MEMAAFKAN HABIS RAMADHAN, TRADISI ATAU SUNNAH?
Fenomena yang kerap terjadi pasca Ramadhan adalah meningkatnya aktivitas maaf-memaafkan. Mulai dari malam takbiran, banyak orang menyusun kata-kata yang paling indah dan pilihan untuk disebar di berbagai grup whatsapp juga dibagikan secara personal ke banyak orang.
Bahkan, tak jarang mereka sampai googling “kata-kata mutiara maaf-maafan lebaran” untuk mendapatkan yang paling aduhai dan paling mewakili perasaan mereka.
Di era pandemi corona sekarang ini, yang memaksa tiap manusia untuk serba online. Tentu, fenomena maaf-memaafkan lewat daring akan demikian masif. Mereka akan habis-habisan mencari penemuan-penemuan baru, baik dalam kata maupun cara, untuk membuat aktivitas maaf-memaafkan ini menjadi sesuatu yang lebih berarti.
Sebenarnya, bukan cuma di akhir Ramadhan atau saat memasuki bulan Syawal, aktivitas ini menjadi masif. Bahkan, menjelang Ramadhan pun, tak sedikit yang mulai memohon maaf. Entahlah, sesalah apa dirinya hingga demikian merasa bersalahnya.
Tentu saja, dalam kacamata fikih, selalu akan muncul pertanyaan, apakah memaafkan pra atau pasca bulan suci Ramadhan merupakan bagian dari Sunnah Rasul?
Jawabannya pasti “bukan” bagian dari sunnah. Mengapa? Ya, karena Rasul saw tidak pernah mencontohkannya.
Dari berbagai hadits terkait dengan Ramadhan. Salah satu ganjaran yang didapat orang yang berpuasa adalah “maghfirah” Allah Ta’ala. Yakni, ampunan Allah Ta’ala.

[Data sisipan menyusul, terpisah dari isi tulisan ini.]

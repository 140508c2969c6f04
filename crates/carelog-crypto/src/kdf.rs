//! Session-key derivation.
//!
//! Password -> PBKDF2-HMAC-SHA256 (310,000 iterations, per-account salt)
//! -> 256-bit session key. The signing key is derived from the session key
//! via HKDF-SHA256 with a distinct info string, so record signatures never
//! share key material with record encryption.

use hkdf::Hkdf;
use sha2::Sha256;

use crate::error::CryptoError;
use crate::types::{AES_KEY_LENGTH, SALT_LENGTH};

/// PBKDF2 iteration count. Deliberately slow to resist offline brute force.
pub const PBKDF2_ITERATIONS: u32 = 310_000;

const SIGNING_SALT: &[u8] = b"carelog:mac-salt:v1";
const SIGNING_INFO: &[u8] = b"carelog:record-mac:v1";

/// Generate a random per-account salt.
///
/// The salt is stored server-side and must stay stable for the life of the
/// account; records encrypted under one salt cannot be decrypted after it
/// changes.
pub fn generate_salt() -> Result<[u8; SALT_LENGTH], CryptoError> {
    let mut salt = [0u8; SALT_LENGTH];
    getrandom::getrandom(&mut salt).map_err(|e| CryptoError::RngFailed(e.to_string()))?;
    Ok(salt)
}

/// Derive the 256-bit session key from a password and the account salt.
pub fn derive_session_key(password: &str, salt: &[u8]) -> Result<[u8; AES_KEY_LENGTH], CryptoError> {
    if password.is_empty() {
        return Err(CryptoError::KdfFailed("empty password".to_string()));
    }
    if salt.is_empty() {
        return Err(CryptoError::KdfFailed("empty salt".to_string()));
    }

    let mut key = [0u8; AES_KEY_LENGTH];
    pbkdf2::pbkdf2_hmac::<Sha256>(password.as_bytes(), salt, PBKDF2_ITERATIONS, &mut key);
    Ok(key)
}

/// Derive the record-signing key from the session key.
pub fn derive_signing_key(session_key: &[u8]) -> Result<[u8; AES_KEY_LENGTH], CryptoError> {
    if session_key.len() != AES_KEY_LENGTH {
        return Err(CryptoError::InvalidKeyLength {
            expected: AES_KEY_LENGTH,
            got: session_key.len(),
        });
    }

    let hk = Hkdf::<Sha256>::new(Some(SIGNING_SALT), session_key);
    let mut okm = [0u8; AES_KEY_LENGTH];
    hk.expand(SIGNING_INFO, &mut okm)
        .map_err(|e| CryptoError::KdfFailed(format!("HKDF expand failed: {}", e)))?;
    Ok(okm)
}

#[cfg(test)]
mod tests {
    use super::*;

    #[test]
    fn deterministic_for_same_inputs() {
        let a = derive_session_key("correct horse", b"salt-0123456789a").unwrap();
        let b = derive_session_key("correct horse", b"salt-0123456789a").unwrap();
        assert_eq!(a, b);
    }

    #[test]
    fn different_salts_different_keys() {
        let a = derive_session_key("correct horse", b"salt-a").unwrap();
        let b = derive_session_key("correct horse", b"salt-b").unwrap();
        assert_ne!(a, b);
    }

    #[test]
    fn different_passwords_different_keys() {
        let a = derive_session_key("password-a", b"same-salt").unwrap();
        let b = derive_session_key("password-b", b"same-salt").unwrap();
        assert_ne!(a, b);
    }

    #[test]
    fn rejects_empty_inputs() {
        assert!(derive_session_key("", b"salt").is_err());
        assert!(derive_session_key("password", b"").is_err());
    }

    #[test]
    fn signing_key_differs_from_session_key() {
        let session = derive_session_key("correct horse", b"salt-0123456789a").unwrap();
        let signing = derive_signing_key(&session).unwrap();
        assert_ne!(session, signing);
    }

    #[test]
    fn signing_key_is_deterministic() {
        let session = [0x42u8; 32];
        let a = derive_signing_key(&session).unwrap();
        let b = derive_signing_key(&session).unwrap();
        assert_eq!(a, b);
    }

    #[test]
    fn signing_key_rejects_short_input() {
        assert!(derive_signing_key(&[0u8; 16]).is_err());
    }

    #[test]
    fn generated_salts_are_unique() {
        let a = generate_salt().unwrap();
        let b = generate_salt().unwrap();
        assert_ne!(a, b);
        assert_eq!(a.len(), SALT_LENGTH);
    }
}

Seolah-olah puasa adalah ajang bagi setiap mukmin untuk berlomba-lomba meminta ampunan Allah Ta’ala. Proses ini bukan cuma dengan perantaraan istighfar. Tapi proses ini dilakukan dengan beragam aktivitas ibadah, yang salah satunya adalah puasa.
Sehingga, puasa menjadi sarana untuk menafakuri kelemahan-kelemahan kita di hadapan Sang Khalik. Menumbuhkan perasaan bersalah. Memohon agar dijauhkan dari kelemahan-kelemahan tersebut. Dan meminta taufik agar tidak kembali kepada keburukan masa lalu.
Itulah yang disebut sebagai kemenangan. Entah, itu kemenangan yang hakiki atau tidak, hanya kita yang tahu.
Tapi, berakhirnya Ramadhan harus diawali dengan sebuah perayaan. Ya, perayaan atas kemenangan kita.
Kemenangan untuk tidak kalah dengan hawa nafsu jasmaniah kita. Sehingga kita mampu melewati hari-hari dengan tidak makan dan minum.
Juga, kemenangan untuk tidak kalah dengan hawa nafsu batiniah kita. Sehingga kita mampu melewati ramadhan tahun ini dengan kebaikan demi kebaikan juga meninggalkan keburukan demi keburukan.
Jadi. Tidak relevan di hari raya Idul Fitri ini ada “tradisi” maaf-memaafkan.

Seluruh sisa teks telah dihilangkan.